Quadrat Elahi Rahman Shafique (1 November 1962 – 25 February 2009) was a Colonel in the Bangladesh Army who died in the 2009 Bangladesh Rifles mutiny.

Early life 
Shafique was born on 1 November 1962 in Rangpur District, East Pakistan, Pakistan. His father Habibur Rahman was a former Secretary of the Government of Bangladesh, and mother Rokeya Rahman was a teacher at Viqarunnisa Noon School and College. He graduated from Jhenaidah Cadet College and joined Bangladesh Military Academy.

Career 
Shafique was commissioned as an officer in Bangladesh Army on 10 June 1983. He completed his bachelor's degree from the University of Chittagong. He was initially posted in the 3rd East Bengal Regiment.
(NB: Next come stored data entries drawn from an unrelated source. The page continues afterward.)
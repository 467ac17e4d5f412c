use nalgebra::{Point2, Point3, Vector2, Vector3};

/// A vertex as authored by the mesh generator, in object space.
#[derive(Debug, Clone, Copy, PartialEq)]
pub struct WorldVertex {
    /// Position in local object space.
    pub position: Point3<f32>,
    /// RGB color. Not clamped at this stage.
    pub color: Vector3<f32>,
    /// Texture coordinates (UV). May exceed 1.0 to tile the texture.
    pub tex_coord: Vector2<f32>,
}

impl WorldVertex {
    pub fn new(position: Point3<f32>, color: Vector3<f32>, tex_coord: Vector2<f32>) -> Self {
        Self {
            position,
            color,
            tex_coord,
        }
    }
}

/// Three ordered world vertices. Winding decides which side is the front face.
#[derive(Debug, Clone, Copy, PartialEq)]
pub struct WorldTriangle {
    pub vertices: [WorldVertex; 3],
}

impl WorldTriangle {
    pub fn new(v0: WorldVertex, v1: WorldVertex, v2: WorldVertex) -> Self {
        Self {
            vertices: [v0, v1, v2],
        }
    }

    /// The same triangle with the opposite winding.
    pub fn reversed(&self) -> Self {
        let [v0, v1, v2] = self.vertices;
        Self::new(v0, v2, v1)
    }
}

/// A vertex after projection, ready for scan conversion.
#[derive(Debug, Clone, Copy, PartialEq)]
pub struct ScreenVertex {
    /// Pixel-space position with sub-pixel precision. Row 0 is the top of the target.
    pub screen: Point2<f32>,
    pub color: Vector3<f32>,
    pub tex_coord: Vector2<f32>,
    /// Post-divide depth in NDC, [-1, 1] with far = +1. Used for the depth test.
    pub ndc_z: f32,
    /// Pre-divide view-space Z. Negative in front of the camera, never zero.
    pub view_z: f32,
}

impl ScreenVertex {
    pub fn new(
        screen: Point2<f32>,
        color: Vector3<f32>,
        tex_coord: Vector2<f32>,
        ndc_z: f32,
        view_z: f32,
    ) -> Self {
        Self {
            screen,
            color,
            tex_coord,
            ndc_z,
            view_z,
        }
    }
}

/// The unit of work consumed by the rasterizer.
#[derive(Debug, Clone, Copy, PartialEq)]
pub struct ScreenTriangle {
    pub vertices: [ScreenVertex; 3],
}

impl ScreenTriangle {
    pub fn new(v0: ScreenVertex, v1: ScreenVertex, v2: ScreenVertex) -> Self {
        Self {
            vertices: [v0, v1, v2],
        }
    }

    #[inline]
    pub fn screen_points(&self) -> [Point2<f32>; 3] {
        [
            self.vertices[0].screen,
            self.vertices[1].screen,
            self.vertices[2].screen,
        ]
    }
}
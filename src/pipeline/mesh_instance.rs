use crate::core::framebuffer::RenderTarget;
use crate::core::geometry::{ScreenTriangle, ScreenVertex, WorldTriangle};
use crate::core::math::transform::{apply_perspective_division, ndc_to_screen};
use crate::core::rasterizer::{MIN_VIEW_DEPTH, Rasterizer};
use crate::scene::texture::Texture;
use log::trace;
use nalgebra::{Matrix4, Vector3, Vector4};
use std::ops::AddAssign;

/// Camera-forward direction in view space.
const VIEW_FORWARD: Vector3<f32> = Vector3::new(0.0, 0.0, -1.0);

/// Outcome of pushing one world triangle through the transform stage.
#[derive(Debug, Clone, Copy, PartialEq)]
pub enum Projection {
    /// Front-facing and projectable; ready for the rasterizer.
    Visible(ScreenTriangle),
    /// Faces away from the camera.
    BackFacing,
    /// Touches or crosses the camera plane, so the divide is not safe.
    Rejected,
}

/// Per-draw triangle counters.
#[derive(Debug, Clone, Copy, Default, PartialEq, Eq)]
pub struct DrawStats {
    pub submitted: usize,
    pub culled: usize,
    pub rejected: usize,
}

impl DrawStats {
    pub fn total(&self) -> usize {
        self.submitted + self.culled + self.rejected
    }
}

impl AddAssign for DrawStats {
    fn add_assign(&mut self, other: Self) {
        self.submitted += other.submitted;
        self.culled += other.culled;
        self.rejected += other.rejected;
    }
}

/// An object's world-space triangles, in insertion order.
#[derive(Debug, Clone, Default)]
pub struct MeshInstance {
    triangles: Vec<WorldTriangle>,
}

impl MeshInstance {
    pub fn new() -> Self {
        Self::default()
    }

    pub fn add_triangle(&mut self, triangle: WorldTriangle) {
        self.triangles.push(triangle);
    }

    pub fn triangles(&self) -> &[WorldTriangle] {
        &self.triangles
    }

    pub fn len(&self) -> usize {
        self.triangles.len()
    }

    pub fn is_empty(&self) -> bool {
        self.triangles.is_empty()
    }

    /// Transforms, culls and projects one triangle into a `width x height` target.
    ///
    /// `model_view` is `view * model`.
    pub fn project_triangle(
        triangle: &WorldTriangle,
        projection: &Matrix4<f32>,
        model_view: &Matrix4<f32>,
        width: usize,
        height: usize,
    ) -> Projection {
        // 1. World -> View
        let view_pos: [Vector4<f32>; 3] =
            triangle.vertices.map(|v| model_view * v.position.to_homogeneous());

        // 2. Back-face culling against the fixed view direction
        let edge1 = (view_pos[1] - view_pos[0]).xyz();
        let edge2 = (view_pos[2] - view_pos[0]).xyz();
        if let Some(normal) = edge1.cross(&edge2).try_normalize(f32::EPSILON)
            && normal.dot(&VIEW_FORWARD) > 0.0
        {
            return Projection::BackFacing;
        }

        // 3. Anything at or behind the camera plane would poison 1/z later
        if view_pos.iter().any(|p| p.z > -MIN_VIEW_DEPTH) {
            return Projection::Rejected;
        }

        // 4. View -> Clip -> NDC -> Screen
        let to_screen = |i: usize| -> Option<ScreenVertex> {
            let world = &triangle.vertices[i];
            let ndc = apply_perspective_division(&(projection * view_pos[i]))?;
            Some(ScreenVertex::new(
                ndc_to_screen(ndc.x, ndc.y, width, height),
                world.color,
                world.tex_coord,
                ndc.z,
                view_pos[i].z,
            ))
        };

        let (Some(v0), Some(v1), Some(v2)) = (to_screen(0), to_screen(1), to_screen(2)) else {
            return Projection::Rejected;
        };
        Projection::Visible(ScreenTriangle::new(v0, v1, v2))
    }

    /// Draws every triangle of the mesh.
    ///
    /// Back-facing triangles are skipped without reaching the rasterizer.
    /// `texture` of `None` shades with interpolated vertex colors.
    pub fn draw<T: RenderTarget>(
        &self,
        rasterizer: &mut Rasterizer,
        target: &mut T,
        texture: Option<&Texture>,
        projection: &Matrix4<f32>,
        view: &Matrix4<f32>,
        model: &Matrix4<f32>,
    ) -> DrawStats {
        let (width, height) = target.size();
        let model_view = view * model;
        let mut stats = DrawStats::default();

        for triangle in &self.triangles {
            match Self::project_triangle(triangle, projection, &model_view, width, height) {
                Projection::Visible(screen_triangle) => {
                    rasterizer.rasterize(target, &screen_triangle, texture);
                    stats.submitted += 1;
                }
                Projection::BackFacing => stats.culled += 1,
                Projection::Rejected => stats.rejected += 1,
            }
        }

        trace!(
            "Mesh drawn: {} submitted, {} culled, {} rejected",
            stats.submitted, stats.culled, stats.rejected
        );
        stats
    }
}

impl FromIterator<WorldTriangle> for MeshInstance {
    fn from_iter<I: IntoIterator<Item = WorldTriangle>>(iter: I) -> Self {
        Self {
            triangles: iter.into_iter().collect(),
        }
    }
}

#[cfg(test)]
mod tests {
    use super::*;
    use crate::core::framebuffer::FrameBuffer;
    use crate::core::geometry::WorldVertex;
    use crate::core::math::transform::TransformFactory;
    use nalgebra::{Point3, Vector2};

    fn facing_camera() -> WorldTriangle {
        // Counter-clockwise seen from +Z, so the normal points back at a camera
        // looking down -Z.
        let color = Vector3::new(1.0, 1.0, 1.0);
        WorldTriangle::new(
            WorldVertex::new(Point3::new(-1.0, -1.0, -5.0), color, Vector2::new(0.0, 0.0)),
            WorldVertex::new(Point3::new(1.0, -1.0, -5.0), color, Vector2::new(1.0, 0.0)),
            WorldVertex::new(Point3::new(0.0, 1.0, -5.0), color, Vector2::new(0.5, 1.0)),
        )
    }

    fn projection() -> Matrix4<f32> {
        TransformFactory::perspective(1.0, 90.0_f32.to_radians(), 0.1, 100.0)
    }

    #[test]
    fn test_front_face_is_projected() {
        let tri = facing_camera();
        let outcome =
            MeshInstance::project_triangle(&tri, &projection(), &Matrix4::identity(), 101, 101);
        let Projection::Visible(screen) = outcome else {
            panic!("expected a visible triangle, got {:?}", outcome);
        };

        // x = -1 at z = -5 with a 90 degree fov lands at ndc -0.2.
        let v0 = screen.vertices[0];
        assert!((v0.screen.x - 40.0).abs() < 1e-3);
        assert!((v0.screen.y - 60.0).abs() < 1e-3);
        assert_eq!(v0.view_z, -5.0);
        assert!(v0.ndc_z > -1.0 && v0.ndc_z < 1.0);
        assert_eq!(v0.tex_coord, Vector2::new(0.0, 0.0));
    }

    #[test]
    fn test_back_face_is_culled() {
        let tri = facing_camera().reversed();
        let outcome =
            MeshInstance::project_triangle(&tri, &projection(), &Matrix4::identity(), 64, 64);
        assert_eq!(outcome, Projection::BackFacing);
    }

    #[test]
    fn test_triangle_behind_camera_is_rejected() {
        let tri = facing_camera();
        let model = TransformFactory::translation(&Vector3::new(0.0, 0.0, 5.0));
        let outcome = MeshInstance::project_triangle(&tri, &projection(), &model, 64, 64);
        assert_eq!(outcome, Projection::Rejected);
    }

    #[test]
    fn test_draw_counts_only_front_faces() {
        let mesh: MeshInstance = [facing_camera(), facing_camera().reversed()]
            .into_iter()
            .collect();
        let mut rasterizer = Rasterizer::new(64, 64);
        let mut fb = FrameBuffer::new(64, 64);

        let stats = mesh.draw(
            &mut rasterizer,
            &mut fb,
            None,
            &projection(),
            &Matrix4::identity(),
            &Matrix4::identity(),
        );

        assert_eq!(stats, DrawStats { submitted: 1, culled: 1, rejected: 0 });
        assert_eq!(stats.total(), mesh.len());
        assert_eq!(fb.get_pixel(32, 32), Some([255, 255, 255]));
    }

    #[test]
    fn test_triangles_keep_insertion_order() {
        let mut mesh = MeshInstance::new();
        assert!(mesh.is_empty());
        let a = facing_camera();
        let b = a.reversed();
        mesh.add_triangle(a);
        mesh.add_triangle(b);
        assert_eq!(mesh.triangles(), &[a, b]);
    }
}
Shafique worked as an instructor in the School of Infantry and Tactics of Bangladesh Army in Sylhet District. He completed an MBA degree from Institute of Business Administration, University of Dhaka in 1994. He came first in his class.

Shafique had served a year in the United Nations Mission in Bosnia and Herzegovina. He served as the Brigade Major in Bandarban Cantonment in 1995. From 1997 to 1998, he completed his PSC from Defence Services Command and Staff College. He served as the Second in Command of 1st Bengal Infantry Regiment based in Sylhet.

After the creation of Military Institute of Science and Technology, Shafique was assigned the duty to design the schools MBA program. Afterwards he was appointed the Commanding Officer of the 18 Bengal Regiment based in Chittagong Hill Tracts.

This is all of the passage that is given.